▶ [Stored items from a collection]
##############################
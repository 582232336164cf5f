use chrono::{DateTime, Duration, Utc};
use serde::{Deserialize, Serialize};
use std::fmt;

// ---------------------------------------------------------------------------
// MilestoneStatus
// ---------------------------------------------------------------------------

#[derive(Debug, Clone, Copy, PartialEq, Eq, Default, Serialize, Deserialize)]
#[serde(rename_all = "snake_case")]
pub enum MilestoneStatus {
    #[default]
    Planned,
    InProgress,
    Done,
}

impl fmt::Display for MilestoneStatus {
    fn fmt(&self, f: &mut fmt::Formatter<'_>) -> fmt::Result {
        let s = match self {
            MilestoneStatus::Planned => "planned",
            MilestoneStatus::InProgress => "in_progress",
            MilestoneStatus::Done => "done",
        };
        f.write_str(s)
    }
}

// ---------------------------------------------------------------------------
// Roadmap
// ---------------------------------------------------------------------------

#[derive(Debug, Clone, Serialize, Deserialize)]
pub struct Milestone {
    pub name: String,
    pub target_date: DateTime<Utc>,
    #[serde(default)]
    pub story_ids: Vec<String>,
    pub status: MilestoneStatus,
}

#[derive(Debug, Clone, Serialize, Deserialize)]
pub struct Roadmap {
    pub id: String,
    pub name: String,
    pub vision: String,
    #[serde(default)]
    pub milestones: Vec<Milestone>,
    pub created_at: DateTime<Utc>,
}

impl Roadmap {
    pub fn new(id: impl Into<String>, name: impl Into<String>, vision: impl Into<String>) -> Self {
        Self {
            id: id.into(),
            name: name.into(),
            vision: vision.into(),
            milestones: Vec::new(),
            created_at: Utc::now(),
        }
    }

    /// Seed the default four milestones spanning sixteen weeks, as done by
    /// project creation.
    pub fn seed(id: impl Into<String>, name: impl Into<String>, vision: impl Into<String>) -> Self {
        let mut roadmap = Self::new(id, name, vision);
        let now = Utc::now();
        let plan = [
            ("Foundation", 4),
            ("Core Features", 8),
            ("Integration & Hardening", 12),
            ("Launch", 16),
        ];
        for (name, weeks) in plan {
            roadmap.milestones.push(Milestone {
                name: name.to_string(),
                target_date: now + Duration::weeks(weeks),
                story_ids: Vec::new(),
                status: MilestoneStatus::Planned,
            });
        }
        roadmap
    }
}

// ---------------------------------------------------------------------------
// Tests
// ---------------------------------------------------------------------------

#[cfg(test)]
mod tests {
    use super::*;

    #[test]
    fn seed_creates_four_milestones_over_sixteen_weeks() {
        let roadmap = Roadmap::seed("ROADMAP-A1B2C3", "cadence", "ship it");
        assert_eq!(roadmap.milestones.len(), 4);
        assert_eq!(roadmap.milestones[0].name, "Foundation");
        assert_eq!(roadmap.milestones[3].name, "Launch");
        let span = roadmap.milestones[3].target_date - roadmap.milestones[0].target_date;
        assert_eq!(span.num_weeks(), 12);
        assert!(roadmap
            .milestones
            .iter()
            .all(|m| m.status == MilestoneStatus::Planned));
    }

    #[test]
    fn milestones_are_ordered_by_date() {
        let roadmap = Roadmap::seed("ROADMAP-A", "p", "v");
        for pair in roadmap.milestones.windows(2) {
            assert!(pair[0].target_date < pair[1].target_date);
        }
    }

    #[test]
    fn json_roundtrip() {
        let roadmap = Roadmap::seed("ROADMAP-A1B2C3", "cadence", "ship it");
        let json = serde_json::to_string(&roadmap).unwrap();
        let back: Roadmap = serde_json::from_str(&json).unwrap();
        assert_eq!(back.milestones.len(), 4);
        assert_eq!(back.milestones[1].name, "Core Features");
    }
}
##############################
▶ [What needs to be done] The records above should be duplicated in full, exactly as given.

▶ [Expected answer]
repository 582232336164cf5f
use chrono::{DateTime, Duration, Utc};
use serde::{Deserialize, Serialize};
use std::fmt;

// ---------------------------------------------------------------------------
// MilestoneStatus
// ---------------------------------------------------------------------------

#[derive(Debug, Clone, Copy, PartialEq, Eq, Default, Serialize, Deserialize)]
#[serde(rename_all = "snake_case")]
pub enum MilestoneStatus {
    #[default]
    Planned,
    InProgress,
    Done,
}

impl fmt::Display for MilestoneStatus {
    fn fmt(&self, f: &mut fmt::Formatter<'_>) -> fmt::Result {
        let s = match self {
            MilestoneStatus::Planned => "planned",
            MilestoneStatus::InProgress => "in_progress",
            MilestoneStatus::Done => "done",
        };
        f.write_str(s)
    }
}

// ---------------------------------------------------------------------------
// Roadmap
// ---------------------------------------------------------------------------

#[derive(Debug, Clone, Serialize, Deserialize)]
pub struct Milestone {
    pub name: String,
    pub target_date: DateTime<Utc>,
    #[serde(default)]
    pub story_ids: Vec<String>,
    pub status: MilestoneStatus,
}

#[derive(Debug, Clone, Serialize, Deserialize)]
pub struct Roadmap {
    pub id: String,
    pub name: String,
    pub vision: String,
    #[serde(default)]
    pub milestones: Vec<Milestone>,
    pub created_at: DateTime<Utc>,
}

impl Roadmap {
    pub fn new(id: impl Into<String>, name: impl Into<String>, vision: impl Into<String>) -> Self {
        Self {
            id: id.into(),
            name: name.into(),
            vision: vision.into(),
            milestones: Vec::new(),
            created_at: Utc::now(),
        }
    }

    /// Seed the default four milestones spanning sixteen weeks, as done by
    /// project creation.
    pub fn seed(id: impl Into<String>, name: impl Into<String>, vision: impl Into<String>) -> Self {
        let mut roadmap = Self::new(id, name, vision);
        let now = Utc::now();
        let plan = [
            ("Foundation", 4),
            ("Core Features", 8),
            ("Integration & Hardening", 12),
            ("Launch", 16),
        ];
        for (name, weeks) in plan {
            roadmap.milestones.push(Milestone {
                name: name.to_string(),
                target_date: now + Duration::weeks(weeks),
                story_ids: Vec::new(),
                status: MilestoneStatus::Planned,
            });
        }
        roadmap
    }
}

// ---------------------------------------------------------------------------
// Tests
// ---------------------------------------------------------------------------

#[cfg(test)]
mod tests {
    use super::*;

    #[test]
    fn seed_creates_four_milestones_over_sixteen_weeks() {
        let roadmap = Roadmap::seed("ROADMAP-A1B2C3", "cadence", "ship it");
        assert_eq!(roadmap.milestones.len(), 4);
        assert_eq!(roadmap.milestones[0].name, "Foundation");
        assert_eq!(roadmap.milestones[3].name, "Launch");
        let span = roadmap.milestones[3].target_date - roadmap.milestones[0].target_date;
        assert_eq!(span.num_weeks(), 12);
        assert!(roadmap
            .milestones
            .iter()
            .all(|m| m.status == MilestoneStatus::Planned));
    }

    #[test]
    fn milestones_are_ordered_by_date() {
        let roadmap = Roadmap::seed("ROADMAP-A", "p", "v");
        for pair in roadmap.milestones.windows(2) {
            assert!(pair[0].target_date < pair[1].target_date);
        }
    }

    #[test]
    fn json_roundtrip() {
        let roadmap = Roadmap::seed("ROADMAP-A1B2C3", "cadence", "ship it");
        let json = serde_json::to_string(&roadmap).unwrap();
        let back: Roadmap = serde_json::from_str(&json).unwrap();
        assert_eq!(back.milestones.len(), 4);
        assert_eq!(back.milestones[1].name, "Core Features");
    }
}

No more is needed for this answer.